Problem requirements: Transcribe the lines from the start of the data below through the line with "conn.dispatch(ConnEvent::Sent(in_flight));", word for word and nothing more.

Supplied material:
★ ★ ★ ★ ★
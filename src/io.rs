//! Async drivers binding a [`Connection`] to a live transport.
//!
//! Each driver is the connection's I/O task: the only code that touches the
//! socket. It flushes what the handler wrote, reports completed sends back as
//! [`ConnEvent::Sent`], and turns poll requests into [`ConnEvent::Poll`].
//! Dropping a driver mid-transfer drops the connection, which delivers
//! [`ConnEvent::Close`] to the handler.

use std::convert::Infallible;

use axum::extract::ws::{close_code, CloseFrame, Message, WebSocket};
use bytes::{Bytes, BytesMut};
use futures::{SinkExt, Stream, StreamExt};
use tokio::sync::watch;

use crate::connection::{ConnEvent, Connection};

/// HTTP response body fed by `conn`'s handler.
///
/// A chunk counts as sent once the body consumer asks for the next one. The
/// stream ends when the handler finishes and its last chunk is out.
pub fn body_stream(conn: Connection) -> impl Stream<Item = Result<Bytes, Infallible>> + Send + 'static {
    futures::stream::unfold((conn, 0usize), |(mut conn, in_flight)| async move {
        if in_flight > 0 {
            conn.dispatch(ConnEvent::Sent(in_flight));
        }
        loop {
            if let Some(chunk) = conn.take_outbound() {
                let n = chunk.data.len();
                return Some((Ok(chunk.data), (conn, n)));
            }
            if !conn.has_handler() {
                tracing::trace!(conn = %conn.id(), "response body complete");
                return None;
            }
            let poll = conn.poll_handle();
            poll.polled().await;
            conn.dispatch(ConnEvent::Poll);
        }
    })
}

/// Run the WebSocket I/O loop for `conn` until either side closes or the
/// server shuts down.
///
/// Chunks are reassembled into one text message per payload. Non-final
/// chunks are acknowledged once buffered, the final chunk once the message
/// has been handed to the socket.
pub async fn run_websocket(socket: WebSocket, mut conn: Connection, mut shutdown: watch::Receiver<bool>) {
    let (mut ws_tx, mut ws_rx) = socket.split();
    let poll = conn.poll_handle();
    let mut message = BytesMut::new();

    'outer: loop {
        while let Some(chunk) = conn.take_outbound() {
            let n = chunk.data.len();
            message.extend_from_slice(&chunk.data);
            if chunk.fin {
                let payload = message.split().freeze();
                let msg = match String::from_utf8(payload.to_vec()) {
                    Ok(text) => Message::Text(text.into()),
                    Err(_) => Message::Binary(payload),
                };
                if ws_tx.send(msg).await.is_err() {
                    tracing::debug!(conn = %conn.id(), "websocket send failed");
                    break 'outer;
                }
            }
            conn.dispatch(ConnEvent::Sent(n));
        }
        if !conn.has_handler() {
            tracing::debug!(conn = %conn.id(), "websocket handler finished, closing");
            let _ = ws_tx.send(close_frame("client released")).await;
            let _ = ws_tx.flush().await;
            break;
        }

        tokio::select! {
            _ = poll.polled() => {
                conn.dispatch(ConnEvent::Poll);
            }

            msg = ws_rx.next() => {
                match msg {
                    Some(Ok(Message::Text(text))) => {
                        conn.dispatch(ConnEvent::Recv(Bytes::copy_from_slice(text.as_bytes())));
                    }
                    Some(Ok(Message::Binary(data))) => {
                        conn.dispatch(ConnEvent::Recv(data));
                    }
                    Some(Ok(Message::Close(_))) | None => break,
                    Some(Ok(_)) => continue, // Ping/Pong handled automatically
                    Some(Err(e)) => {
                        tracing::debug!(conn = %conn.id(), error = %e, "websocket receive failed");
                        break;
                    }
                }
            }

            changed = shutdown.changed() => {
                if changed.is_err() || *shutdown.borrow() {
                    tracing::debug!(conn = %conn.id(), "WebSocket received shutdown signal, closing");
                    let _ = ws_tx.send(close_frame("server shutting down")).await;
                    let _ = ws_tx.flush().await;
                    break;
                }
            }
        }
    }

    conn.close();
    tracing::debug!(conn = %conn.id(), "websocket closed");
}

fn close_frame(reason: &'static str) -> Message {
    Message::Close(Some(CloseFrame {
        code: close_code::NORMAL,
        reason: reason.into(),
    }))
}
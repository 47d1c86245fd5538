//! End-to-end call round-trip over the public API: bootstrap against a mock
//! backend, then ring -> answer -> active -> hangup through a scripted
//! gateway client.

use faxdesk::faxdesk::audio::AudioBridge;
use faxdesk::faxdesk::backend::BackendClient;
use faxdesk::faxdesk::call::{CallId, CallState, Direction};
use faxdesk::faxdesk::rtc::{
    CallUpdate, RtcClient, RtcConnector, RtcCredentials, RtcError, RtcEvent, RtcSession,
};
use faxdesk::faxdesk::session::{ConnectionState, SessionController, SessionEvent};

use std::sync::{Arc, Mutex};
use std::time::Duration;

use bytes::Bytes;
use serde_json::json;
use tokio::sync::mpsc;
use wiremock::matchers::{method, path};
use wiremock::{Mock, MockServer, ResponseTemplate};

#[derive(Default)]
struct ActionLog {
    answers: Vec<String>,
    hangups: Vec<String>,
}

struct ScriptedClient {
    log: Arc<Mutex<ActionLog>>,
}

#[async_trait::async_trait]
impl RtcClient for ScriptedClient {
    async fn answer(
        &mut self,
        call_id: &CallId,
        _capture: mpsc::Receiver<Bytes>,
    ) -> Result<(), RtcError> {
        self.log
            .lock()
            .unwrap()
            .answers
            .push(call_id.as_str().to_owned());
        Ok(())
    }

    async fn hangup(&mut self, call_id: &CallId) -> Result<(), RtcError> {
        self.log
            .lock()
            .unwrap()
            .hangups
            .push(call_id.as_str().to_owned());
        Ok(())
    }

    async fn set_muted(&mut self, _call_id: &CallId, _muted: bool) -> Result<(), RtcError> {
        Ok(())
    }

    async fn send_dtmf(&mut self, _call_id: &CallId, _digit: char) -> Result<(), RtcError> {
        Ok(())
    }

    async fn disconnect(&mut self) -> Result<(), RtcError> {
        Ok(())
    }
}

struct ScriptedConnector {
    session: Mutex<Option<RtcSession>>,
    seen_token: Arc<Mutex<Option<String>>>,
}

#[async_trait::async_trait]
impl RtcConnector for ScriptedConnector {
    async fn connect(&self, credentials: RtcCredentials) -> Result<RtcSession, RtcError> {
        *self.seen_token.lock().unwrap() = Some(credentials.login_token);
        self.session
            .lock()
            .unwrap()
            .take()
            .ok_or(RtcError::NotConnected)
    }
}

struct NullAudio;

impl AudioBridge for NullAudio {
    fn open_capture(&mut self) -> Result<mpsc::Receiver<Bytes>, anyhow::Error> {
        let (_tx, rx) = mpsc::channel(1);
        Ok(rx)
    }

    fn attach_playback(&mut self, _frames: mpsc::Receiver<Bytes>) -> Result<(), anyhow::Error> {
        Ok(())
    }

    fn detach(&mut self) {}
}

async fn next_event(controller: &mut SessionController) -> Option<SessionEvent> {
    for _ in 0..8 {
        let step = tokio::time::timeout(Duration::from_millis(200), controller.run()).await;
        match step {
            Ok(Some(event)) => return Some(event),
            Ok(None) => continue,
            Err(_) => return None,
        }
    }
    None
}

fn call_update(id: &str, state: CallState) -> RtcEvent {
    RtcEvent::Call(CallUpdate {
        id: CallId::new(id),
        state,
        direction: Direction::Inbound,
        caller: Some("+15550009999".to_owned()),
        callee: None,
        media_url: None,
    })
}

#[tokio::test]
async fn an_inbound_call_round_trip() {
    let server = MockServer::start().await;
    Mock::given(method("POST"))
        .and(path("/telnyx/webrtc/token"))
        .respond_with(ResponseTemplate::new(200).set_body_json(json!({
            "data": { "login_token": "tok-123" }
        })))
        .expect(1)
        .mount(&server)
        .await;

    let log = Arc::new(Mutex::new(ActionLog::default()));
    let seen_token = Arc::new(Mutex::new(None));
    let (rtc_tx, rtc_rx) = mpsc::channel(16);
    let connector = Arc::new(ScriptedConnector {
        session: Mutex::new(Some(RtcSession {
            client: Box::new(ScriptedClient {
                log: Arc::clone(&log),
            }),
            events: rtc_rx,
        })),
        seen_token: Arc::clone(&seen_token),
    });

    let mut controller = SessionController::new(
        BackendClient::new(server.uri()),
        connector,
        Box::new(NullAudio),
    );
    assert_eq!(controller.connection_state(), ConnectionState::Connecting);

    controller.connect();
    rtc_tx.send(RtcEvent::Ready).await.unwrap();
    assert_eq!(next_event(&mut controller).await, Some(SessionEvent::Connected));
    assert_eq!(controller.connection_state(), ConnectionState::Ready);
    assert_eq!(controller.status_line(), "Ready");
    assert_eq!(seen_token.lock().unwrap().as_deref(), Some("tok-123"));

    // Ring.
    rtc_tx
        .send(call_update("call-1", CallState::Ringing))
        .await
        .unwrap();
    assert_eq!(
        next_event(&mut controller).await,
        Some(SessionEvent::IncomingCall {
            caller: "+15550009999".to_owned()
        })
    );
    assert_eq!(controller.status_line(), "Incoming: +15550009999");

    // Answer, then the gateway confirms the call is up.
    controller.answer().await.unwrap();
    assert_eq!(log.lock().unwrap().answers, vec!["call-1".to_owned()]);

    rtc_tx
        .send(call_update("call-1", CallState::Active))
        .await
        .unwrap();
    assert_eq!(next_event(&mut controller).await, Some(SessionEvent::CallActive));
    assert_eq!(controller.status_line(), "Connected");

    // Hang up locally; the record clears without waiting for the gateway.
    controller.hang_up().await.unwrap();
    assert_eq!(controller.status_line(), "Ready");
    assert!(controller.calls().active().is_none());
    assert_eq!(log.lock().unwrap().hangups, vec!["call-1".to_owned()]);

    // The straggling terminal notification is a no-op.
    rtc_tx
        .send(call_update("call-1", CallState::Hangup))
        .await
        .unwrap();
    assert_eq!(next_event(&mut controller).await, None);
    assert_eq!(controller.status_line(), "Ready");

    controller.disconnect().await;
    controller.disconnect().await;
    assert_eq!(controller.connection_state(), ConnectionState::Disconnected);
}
★ ★ ★ ★ ★
Reply:
filename src/io.rs
//! Async drivers binding a [`Connection`] to a live transport.
//!
//! Each driver is the connection's I/O task: the only code that touches the
//! socket. It flushes what the handler wrote, reports completed sends back as
//! [`ConnEvent::Sent`], and turns poll requests into [`ConnEvent::Poll`].
//! Dropping a driver mid-transfer drops the connection, which delivers
//! [`ConnEvent::Close`] to the handler.

use std::convert::Infallible;

use axum::extract::ws::{close_code, CloseFrame, Message, WebSocket};
use bytes::{Bytes, BytesMut};
use futures::{SinkExt, Stream, StreamExt};
use tokio::sync::watch;

use crate::connection::{ConnEvent, Connection};

/// HTTP response body fed by `conn`'s handler.
///
/// A chunk counts as sent once the body consumer asks for the next one. The
/// stream ends when the handler finishes and its last chunk is out.
pub fn body_stream(conn: Connection) -> impl Stream<Item = Result<Bytes, Infallible>> + Send + 'static {
    futures::stream::unfold((conn, 0usize), |(mut conn, in_flight)| async move {
        if in_flight > 0 {
            conn.dispatch(ConnEvent::Sent(in_flight));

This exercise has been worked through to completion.